TASK DETAILS: If a line in the data holds "derive", copy that line out in full.
★ ★ ★
//! Encoding Algorithms - typed values carried as octets
//!
//! Built-in algorithms occupy indices 0..=9 (CDATA at 9 is reserved and
//! never decoded). Indices 10..=31 are reserved by the format. Application
//! algorithms are identified by URI and take indices from 32 up to 255.
//!
//! Every algorithm converts between four forms: raw octets, an incremental
//! reader, a typed `AlgorithmValue`, and whitespace separated text.

mod boolean;
mod builtin;
mod numeric;
mod octets;
pub mod registry;
mod uuids;

use std::io::{self, Read, Write};

use uuid::Uuid;

use crate::error::{FastInfosetError, Result};

pub use builtin::BuiltInAlgorithm;
pub use registry::{AlgorithmRegistry, Resolved};

pub const HEXADECIMAL: usize = 0;
pub const BASE64: usize = 1;
pub const SHORT: usize = 2;
pub const INT: usize = 3;
pub const LONG: usize = 4;
pub const BOOLEAN: usize = 5;
pub const FLOAT: usize = 6;
pub const DOUBLE: usize = 7;
pub const UUID: usize = 8;
pub const CDATA: usize = 9;

/// First index of the reserved range following the built-ins
pub const RESERVED_START: usize = 10;
/// First index available to application algorithms
pub const ENCODING_ALGORITHM_APPLICATION_START: usize = 32;
/// Largest encodable algorithm index
pub const MAXIMUM_ALGORITHM_INDEX: usize = 255;

/// A decoded list of primitive values
#[derive(Debug, Clone, PartialEq)]
pub enum AlgorithmValue {
    Bytes(Vec<u8>),
    Shorts(Vec<i16>),
    Ints(Vec<i32>),
    Longs(Vec<i64>),
    Booleans(Vec<bool>),
    Floats(Vec<f32>),
    Doubles(Vec<f64>),
    Uuids(Vec<Uuid>),
}

impl AlgorithmValue {
    /// Number of primitive values (octets for `Bytes`)
    pub fn len(&self) -> usize {
        match self {
            AlgorithmValue::Bytes(v) => v.len(),
            AlgorithmValue::Shorts(v) => v.len(),
            AlgorithmValue::Ints(v) => v.len(),
            AlgorithmValue::Longs(v) => v.len(),
            AlgorithmValue::Booleans(v) => v.len(),
            AlgorithmValue::Floats(v) => v.len(),
            AlgorithmValue::Doubles(v) => v.len(),
            AlgorithmValue::Uuids(v) => v.len(),
        }
    }

    pub fn is_empty(&self) -> bool {
        self.len() == 0
    }

    pub fn kind(&self) -> &'static str {
        match self {
            AlgorithmValue::Bytes(_) => "bytes",
            AlgorithmValue::Shorts(_) => "shorts",
            AlgorithmValue::Ints(_) => "ints",
            AlgorithmValue::Longs(_) => "longs",
            AlgorithmValue::Booleans(_) => "booleans",
            AlgorithmValue::Floats(_) => "floats",
            AlgorithmValue::Doubles(_) => "doubles",
            AlgorithmValue::Uuids(_) => "uuids",
        }
    }
}

/// Stateless converter between octets, typed values and text
pub trait EncodingAlgorithm: Send + Sync + std::fmt::Debug {
    /// Decode a complete payload
    fn decode_from_bytes(&self, octets: &[u8]) -> Result<AlgorithmValue>;

    /// Decode from a stream of unknown length, reading until end of stream
    fn decode_from_reader(&self, reader: &mut dyn Read) -> Result<AlgorithmValue>;

    fn encode_to_writer(&self, value: &AlgorithmValue, writer: &mut dyn Write) -> Result<()>;

    fn convert_from_text(&self, text: &str) -> Result<AlgorithmValue>;

    /// Append the text form of `value` to `out`
    fn convert_to_text(&self, value: &AlgorithmValue, out: &mut String) -> Result<()>;

    fn encode_to_vec(&self, value: &AlgorithmValue) -> Result<Vec<u8>> {
        let mut buf = Vec::new();
        self.encode_to_writer(value, &mut buf)?;
        Ok(buf)
    }

    /// Encode into `buf` starting at `offset`, returning the octets written
    fn encode_into(&self, value: &AlgorithmValue, buf: &mut [u8], offset: usize) -> Result<usize> {
        let encoded = self.encode_to_vec(value)?;
        let end = offset
            .checked_add(encoded.len())
            .filter(|&end| end <= buf.len())
            .ok_or_else(|| {
                FastInfosetError::malformed(format!(
                    "{} octets do not fit at offset {offset} of a {} octet buffer",
                    encoded.len(),
                    buf.len()
                ))
            })?;
        buf[offset..end].copy_from_slice(&encoded);
        Ok(encoded.len())
    }

    /// Text form of an encoded payload
    fn octets_to_text(&self, octets: &[u8]) -> Result<String> {
        let value = self.decode_from_bytes(octets)?;
        let mut text = String::new();
        self.convert_to_text(&value, &mut text)?;
        Ok(text)
    }
}

/// Encoded value as read from a document, before conversion
#[derive(Debug, Clone, PartialEq, Eq)]
pub struct AlgorithmDatum {
    pub index: usize,
    /// Identifies the algorithm when `index` is an application index
    pub uri: Option<String>,
    pub octets: Vec<u8>,
}

impl AlgorithmDatum {
    pub fn new(index: usize, uri: Option<&str>, octets: Vec<u8>) -> Self {
        AlgorithmDatum {
            index,
            uri: uri.map(str::to_string),
            octets,
        }
    }

    pub fn decode(&self, registry: &AlgorithmRegistry) -> Result<AlgorithmValue> {
        registry
            .resolve(self.index, self.uri.as_deref())?
            .algorithm()
            .decode_from_bytes(&self.octets)
    }

    pub fn to_text(&self, registry: &AlgorithmRegistry) -> Result<String> {
        registry
            .resolve(self.index, self.uri.as_deref())?
            .algorithm()
            .octets_to_text(&self.octets)
    }
}

fn mismatch(expected: &str, value: &AlgorithmValue) -> FastInfosetError {
    FastInfosetError::malformed(format!("expected {expected}, got {}", value.kind()))
}

/// Fill `buf` from `reader`
///
/// Returns false on a clean end of stream before the first octet; a stream
/// ending part way through `buf` is an `UnexpectedEof` error.
fn read_element(reader: &mut dyn Read, buf: &mut [u8]) -> Result<bool> {
    let mut filled = 0;
    while filled < buf.len() {
        match reader.read(&mut buf[filled..]) {
            Ok(0) if filled == 0 => return Ok(false),
            Ok(0) => {
                return Err(io::Error::new(
                    io::ErrorKind::UnexpectedEof,
                    format!("stream ended after {filled} of {} octets", buf.len()),
                )
                .into())
            }
            Ok(n) => filled += n,
            Err(e) if e.kind() == io::ErrorKind::Interrupted => continue,
            Err(e) => return Err(e.into()),
        }
    }
    Ok(true)
}

/// Append `items` to `out` separated by single spaces
fn join_into<T, F>(out: &mut String, items: &[T], mut write: F)
where
    F: FnMut(&mut String, &T),
{
    for (i, item) in items.iter().enumerate() {
        if i > 0 {
            out.push(' ');
        }
        write(out, item);
    }
}

#[cfg(test)]
mod tests {
    use super::*;

    #[test]
    fn test_value_len_and_kind() {
        let value = AlgorithmValue::Shorts(vec![1, 2, 3]);
        assert_eq!(value.len(), 3);
        assert_eq!(value.kind(), "shorts");
        assert!(AlgorithmValue::Bytes(Vec::new()).is_empty());
    }

    #[test]
    fn test_read_element_partial() {
        let mut reader: &[u8] = &[1, 2, 3];
        let mut buf = [0u8; 2];
        assert!(read_element(&mut reader, &mut buf).unwrap());
        assert_eq!(buf, [1, 2]);
        let err = read_element(&mut reader, &mut buf).unwrap_err();
        match err {
            FastInfosetError::Io(e) => assert_eq!(e.kind(), io::ErrorKind::UnexpectedEof),
            other => panic!("unexpected error {other:?}"),
        }
        let mut empty: &[u8] = &[];
        assert!(!read_element(&mut empty, &mut buf).unwrap());
    }

    #[test]
    fn test_encode_into_offset() {
        let registry = AlgorithmRegistry::new();
        let resolved = registry.resolve(SHORT, None).unwrap();
        let algorithm = resolved.algorithm();
        let value = AlgorithmValue::Shorts(vec![10, -1]);
        let mut buf = [0u8; 6];
        assert_eq!(algorithm.encode_into(&value, &mut buf, 1).unwrap(), 4);
        assert_eq!(buf, [0x00, 0x00, 0x0A, 0xFF, 0xFF, 0x00]);
        assert!(matches!(
            algorithm.encode_into(&value, &mut buf, 3),
            Err(FastInfosetError::MalformedAlgorithmData(_))
        ));
    }

    #[test]
    fn test_datum_to_text() {
        let registry = AlgorithmRegistry::new();
        let datum = AlgorithmDatum::new(SHORT, None, vec![0x00, 0x0A, 0xFF, 0xFF]);
        assert_eq!(datum.to_text(&registry).unwrap(), "10 -1");
        let datum = AlgorithmDatum::new(CDATA, None, b"x".to_vec());
        assert!(matches!(
            datum.decode(&registry),
            Err(FastInfosetError::UnknownAlgorithm(_))
        ));
    }
}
★ ★ ★
OUTPUT OF THE EXERCISE:
#[derive(Debug, Clone, PartialEq)]
#[derive(Debug, Clone, PartialEq, Eq)]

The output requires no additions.